Beacon Lesson Plan Library

Moooooove into Graphing

Pam Carroll

Description

And on this farm we have a cow, E-I , E-I-O! Students explore graphing software and create their own graph of farm animals. Then students analyze their graph using the teacher made worksheet (see Associated File).

Objectives

The student uses mathematical language to read and interpret data on a simple concrete graph, pictorial graph, or chart.

The student explores computer graphing software.

Materials

- Computer/printer
- One copy of [The Graph Club, ] software, Tom Snyder Productions. If you can borrow another copy form a peer teacher, this activity will possibly take less time.
- A copy of the farm graph worksheet for each student (see Associated File).
- Plastic models or pictures of farm animals gathered from magazines or teacher supply store.

Preparations

1. Set up computer/printer with appropriate software for creating graphs.
2. Practice using [The Graph Club] software so that you know how to set up a farm animal graph for your students to use. Also, become familiar with how to create a graph so that you can show your students what to do if they get stuck or if they make a mistake.
3. Make copies of the farm graph worksheet, one for each student in your class (see Associated file).
4. Collect plastic farm animals or pictures of farm animals from peer teachers or magazines or teacher supply stores.

Procedures

1. Display plastic farm animals and/or pictures of farm animals.
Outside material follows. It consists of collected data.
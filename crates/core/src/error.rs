use std::path::PathBuf;

use thiserror::Error;

#[derive(Error, Debug)]
pub enum CoreError {
    #[error("io error: {0}")]
    Io(#[from] std::io::Error),
    #[error("serde json error: {0}")]
    SerdeJson(#[from] serde_json::Error),
    #[error("failed to read source {path:?}: {reason}")]
    SourceRead { path: PathBuf, reason: String },
    #[error("unsupported input format: {0:?}")]
    UnsupportedInput(PathBuf),
    #[error("source directory {0:?} does not exist")]
    MissingSourceDir(PathBuf),
    #[error("invalid file pattern: {0}")]
    Pattern(String),
}

pub type Result<T> = std::result::Result<T, CoreError>;

impl CoreError {
    pub fn source_read(path: impl Into<PathBuf>, reason: impl ToString) -> Self {
        Self::SourceRead {
            path: path.into(),
            reason: reason.to_string(),
        }
    }
}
2. Ask students if they have ever been to a farm.

3. Encourage students to share their experiences about farms or farm animals.

4. Explain that today the class will use the computer to make a graph of farm animals and that after they have created and printed their own graph, they will answer some questions about or analyze their graph.
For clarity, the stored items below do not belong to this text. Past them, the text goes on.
#[cfg(test)]
mod tests {
    use super::*;
    use std::collections::BTreeMap;
    use tabrag_core::{Domain, RecordMetadata};

    fn record(domain: Domain, program: Option<&str>, title: &str, period: &str) -> Record {
        Record {
            text: format!("CARRERA: {title}"),
            metadata: RecordMetadata {
                schema_version: 1,
                bot_id: "b".into(),
                domain,
                doc_id: "d".into(),
                chunk_id: format!("{title}-{period}"),
                row_hash: "h".into(),
                inserted_at: "2024-01-01T00:00:00Z".into(),
                source_path: "x.csv".into(),
                source_file: "x.csv".into(),
                source_sheet: "CSV".into(),
                source_row: 0,
                title: title.into(),
                faculty: None,
                faculty_slug: None,
                level: None,
                modality: "general".into(),
                period: period.into(),
                program: program.map(str::to_string),
                program_id: String::new(),
                program_slug: program.map(slugify),
                numbers: BTreeMap::new(),
                extras: BTreeMap::new(),
            },
        }
    }

    #[test]
    fn partial_ratio_finds_embedded_names() {
        assert_eq!(partial_ratio("cuánto sale la mensualidad de medicina", "Medicina"), 100);
        assert_eq!(partial_ratio("MEDICINA", "medicina"), 100);
        assert!(partial_ratio("horarios de biblioteca", "Medicina") < DEFAULT_THRESHOLD);
        assert_eq!(partial_ratio("", "Medicina"), 0);
    }

    #[test]
    fn one_letter_typos_stay_above_threshold() {
        assert_eq!(partial_ratio("medicna", "Medicina"), 86);
        assert!(partial_ratio("cuanto sale medicna", "Medicina") >= DEFAULT_THRESHOLD);
        assert!(partial_ratio("abogasia", "Abogacía") >= DEFAULT_THRESHOLD);
        assert_eq!(indel_ratio(&['a', 'b'], &['a', 'b']), 1.0);
        assert_eq!(indel_ratio(&['a'], &['b']), 0.0);
    }

    #[test]
    fn resolve_binds_misspelled_program() {
        let store = CatalogStore::in_memory().unwrap();
        store
            .upsert(&[record(Domain::Carreras, Some("Medicina"), "Medicina", "2025")], "b")
            .unwrap();
        let hit = store.resolve("b", "cuanto sale medicna", DEFAULT_THRESHOLD).unwrap();
        assert_eq!(hit.map(|m| m.name), Some("Medicina".to_string()));
    }

    #[test]
    fn upsert_merges_periods_and_aliases() {
        let store = CatalogStore::in_memory().unwrap();
        let mut first = record(Domain::Aranceles, Some("Medicina"), "Medicina", "2024");
        first.metadata.faculty = Some("Ciencias Médicas".into());
        store.upsert(&[first], "b").unwrap();
        let mut second = record(Domain::Carreras, Some("Medicina"), "Médico", "2025");
        second.metadata.faculty = Some("Otra".into());
        second.metadata.extras.insert("alias".into(), "Med".into());
        store.upsert(&[second], "b").unwrap();

        let entries = store.entries("b").unwrap();
        assert_eq!(entries.len(), 1);
        let entry = &entries[0];
        assert_eq!(entry.periods.iter().collect::<Vec<_>>(), ["2024", "2025"]);
        assert_eq!(entry.aliases.iter().collect::<Vec<_>>(), ["Medicina", "Médico", "Med"]);
        assert_eq!(entry.faculty.as_deref(), Some("Ciencias Médicas"));
    }

    proptest::proptest! {
        #[test]
        fn merge_only_grows_periods(years in proptest::collection::vec(2000u32..2040, 1..12)) {
            let store = CatalogStore::in_memory().unwrap();
            let mut seen: Vec<String> = Vec::new();
            for year in &years {
                let period = year.to_string();
                store
                    .upsert(&[record(Domain::Carreras, Some("Medicina"), "Medicina", &period)], "b")
                    .unwrap();
                if !seen.contains(&period) {
                    seen.push(period);
                }
                let entries = store.entries("b").unwrap();
                proptest::prop_assert_eq!(entries.len(), 1);
                let periods: Vec<String> = entries[0].periods.iter().cloned().collect();
                proptest::prop_assert_eq!(&periods, &seen);
            }
        }
    }

    #[test]
    fn non_program_domains_and_blank_names_are_ignored() {
        let store = CatalogStore::in_memory().unwrap();
        let touched = store
            .upsert(
                &[
                    record(Domain::Becas, Some("Medicina"), "Beca", "2025"),
                    record(Domain::Oferta, None, "  ", "2025"),
                ],
                "b",
            )
            .unwrap();
        assert_eq!(touched, 0);
        assert!(store.entries("b").unwrap().is_empty());
    }

    #[test]
    fn resolve_respects_threshold_and_tenant() {
        let store = CatalogStore::in_memory().unwrap();
        store
            .upsert(&[record(Domain::Carreras, Some("Medicina"), "Medicina", "2025")], "b")
            .unwrap();
        let hit = store.resolve("b", "cuanto sale medicina", DEFAULT_THRESHOLD).unwrap();
        assert_eq!(hit.map(|m| m.name), Some("Medicina".to_string()));
        assert!(store.resolve("b", "horarios de biblioteca", DEFAULT_THRESHOLD).unwrap().is_none());
        assert!(store.resolve("other", "medicina", DEFAULT_THRESHOLD).unwrap().is_none());
        assert!(store.search_candidates("b", "   ", 5).unwrap().is_empty());
    }

    #[test]
    fn ties_keep_first_seen_entry() {
        let store = CatalogStore::in_memory().unwrap();
        store
            .upsert(
                &[
                    record(Domain::Carreras, Some("Derecho"), "Derecho", "2025"),
                    record(Domain::Oferta, Some("Derecho"), "Derecho", "2025"),
                ],
                "b",
            )
            .unwrap();
        store
            .upsert(&[record(Domain::Carreras, Some("Abogacía"), "Derecho", "2025")], "b")
            .unwrap();
        let ranked = store.search_candidates("b", "derecho", 5).unwrap();
        assert_eq!(ranked.len(), 2);
        assert_eq!(ranked[0].score, 100);
        assert_eq!(ranked[1].score, 100);
        assert_eq!(ranked[0].name, "Derecho");
    }

    #[test]
    fn reset_only_touches_one_tenant() {
        let store = CatalogStore::in_memory().unwrap();
        let rec = record(Domain::Carreras, Some("Medicina"), "Medicina", "2025");
        store.upsert(std::slice::from_ref(&rec), "a").unwrap();
        store.upsert(std::slice::from_ref(&rec), "b").unwrap();
        assert_eq!(store.reset("a").unwrap(), 1);
        assert!(store.entries("a").unwrap().is_empty());
        assert_eq!(store.entries("b").unwrap().len(), 1);
    }
}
5. Model for the students how to create a graph using [The Graph Club] software. Show how to place the desired number of each farm animal on the graph. Demonstrate how to print a graph when it is completed. Also show students how to delete an animal and how to clear the graph once it is printed so it is ready for the next student to use.
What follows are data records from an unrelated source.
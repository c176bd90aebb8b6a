use indexmap::IndexMap;
use serde::{Deserialize, Serialize};
use std::path::Path;
use tracing::{debug, warn};

use tabrag_core::Domain;

pub const DEFAULT_BOT_ID: &str = "public-admisiones";

#[derive(Debug, Clone, Default, PartialEq, Eq, Serialize, Deserialize)]
pub struct Contact {
    #[serde(default)]
    pub email: String,
    #[serde(default)]
    pub phone: String,
    #[serde(default)]
    pub hours: String,
}

impl Contact {
    /// Where the fallback answer points users, if any contact field is set.
    pub fn hint(&self) -> Option<&str> {
        let email = self.email.trim();
        let phone = self.phone.trim();
        if !email.is_empty() {
            Some(email)
        } else if !phone.is_empty() {
            Some(phone)
        } else if !self.hours.trim().is_empty() {
            Some("Admisiones")
        } else {
            None
        }
    }
}

#[derive(Debug, Clone, PartialEq, Serialize, Deserialize)]
pub struct BotProfile {
    #[serde(default)]
    pub label: String,
    #[serde(default)]
    pub allowed_domains: Vec<Domain>,
    #[serde(default)]
    pub contact: Contact,
    #[serde(default)]
    pub system_instruction: Option<String>,
}

#[derive(Debug, Clone, PartialEq, Serialize, Deserialize)]
pub struct BotProfiles {
    #[serde(default)]
    pub default_bot_id: Option<String>,
    pub bots: IndexMap<String, BotProfile>,
}

impl Default for BotProfiles {
    fn default() -> Self {
        let mut bots = IndexMap::new();
        bots.insert(DEFAULT_BOT_ID.to_string(), builtin_profile());
        Self {
            default_bot_id: Some(DEFAULT_BOT_ID.to_string()),
            bots,
        }
    }
}

fn builtin_profile() -> BotProfile {
    BotProfile {
        label: "Chat Admisiones (Público)".to_string(),
        allowed_domains: Domain::ALL.to_vec(),
        contact: Contact::default(),
        system_instruction: None,
    }
}

impl BotProfiles {
    /// Reads the YAML profile file; anything unreadable yields the built-in profile.
    pub fn load(path: &Path) -> Self {
        let raw = match std::fs::read_to_string(path) {
            Ok(raw) => raw,
            Err(err) => {
                debug!(path = %path.display(), error = %err, "bot profiles not readable, using built-in profile");
                return Self::default();
            }
        };
        Self::from_yaml(&raw).unwrap_or_else(|| {
            warn!(path = %path.display(), "invalid bot profiles, using built-in profile");
            Self::default()
        })
    }

    pub fn from_yaml(raw: &str) -> Option<Self> {
        let mut profiles: BotProfiles = match serde_yaml::from_str(raw) {
            Ok(profiles) => profiles,
            Err(err) => {
                warn!(error = %err, "bot profiles do not parse");
                return None;
            }
        };
        if profiles.bots.is_empty() {
            return None;
        }
        if profiles.default_bot_id.is_none() {
            profiles.default_bot_id = profiles.bots.keys().next().cloned();
        }
        Some(profiles)
    }

    pub fn default_bot_id(&self) -> &str {
        self.default_bot_id
            .as_deref()
            .or_else(|| self.bots.keys().next().map(String::as_str))
            .unwrap_or(DEFAULT_BOT_ID)
    }

    /// The requested bot id (or the default) with its profile. Unknown ids keep
    /// their name but borrow the default profile.
    pub fn get(&self, bot_id: Option<&str>) -> (String, BotProfile) {
        let default_id = self.default_bot_id();
        let bot_id = bot_id
            .map(str::trim)
            .filter(|id| !id.is_empty())
            .unwrap_or(default_id)
            .to_string();
        let profile = self
            .bots
            .get(&bot_id)
            .or_else(|| self.bots.get(default_id))
            .or_else(|| self.bots.values().next())
            .cloned()
            .unwrap_or_else(builtin_profile);
        (bot_id, profile)
    }
}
6. Discuss the meaning of words like most, least, and how many. Explain that students will be reading and using these words on a worksheet after they create their farm animal graph.

7. Allow time for each student to go to the computer and create and print their own graph of farm animals. Students should decide how many of each animal they want on their graph. Each childís graph will be different. As a note, encourage the students to graph a different amount for each animal. It is not crucial, but it will make the worksheet easier to fill out.

8. As each student completes their graph instruct them to complete the worksheet that analyzes their graph. Help with words or questions with which students may need assistance.

Assessments

Use student generated farm graph and worksheet (see Associated Files) to formatively assess the studentís ability to:

- Explore computer graphing software and create an individual graph and
- Use mathematical language to read and interpret a simple graph.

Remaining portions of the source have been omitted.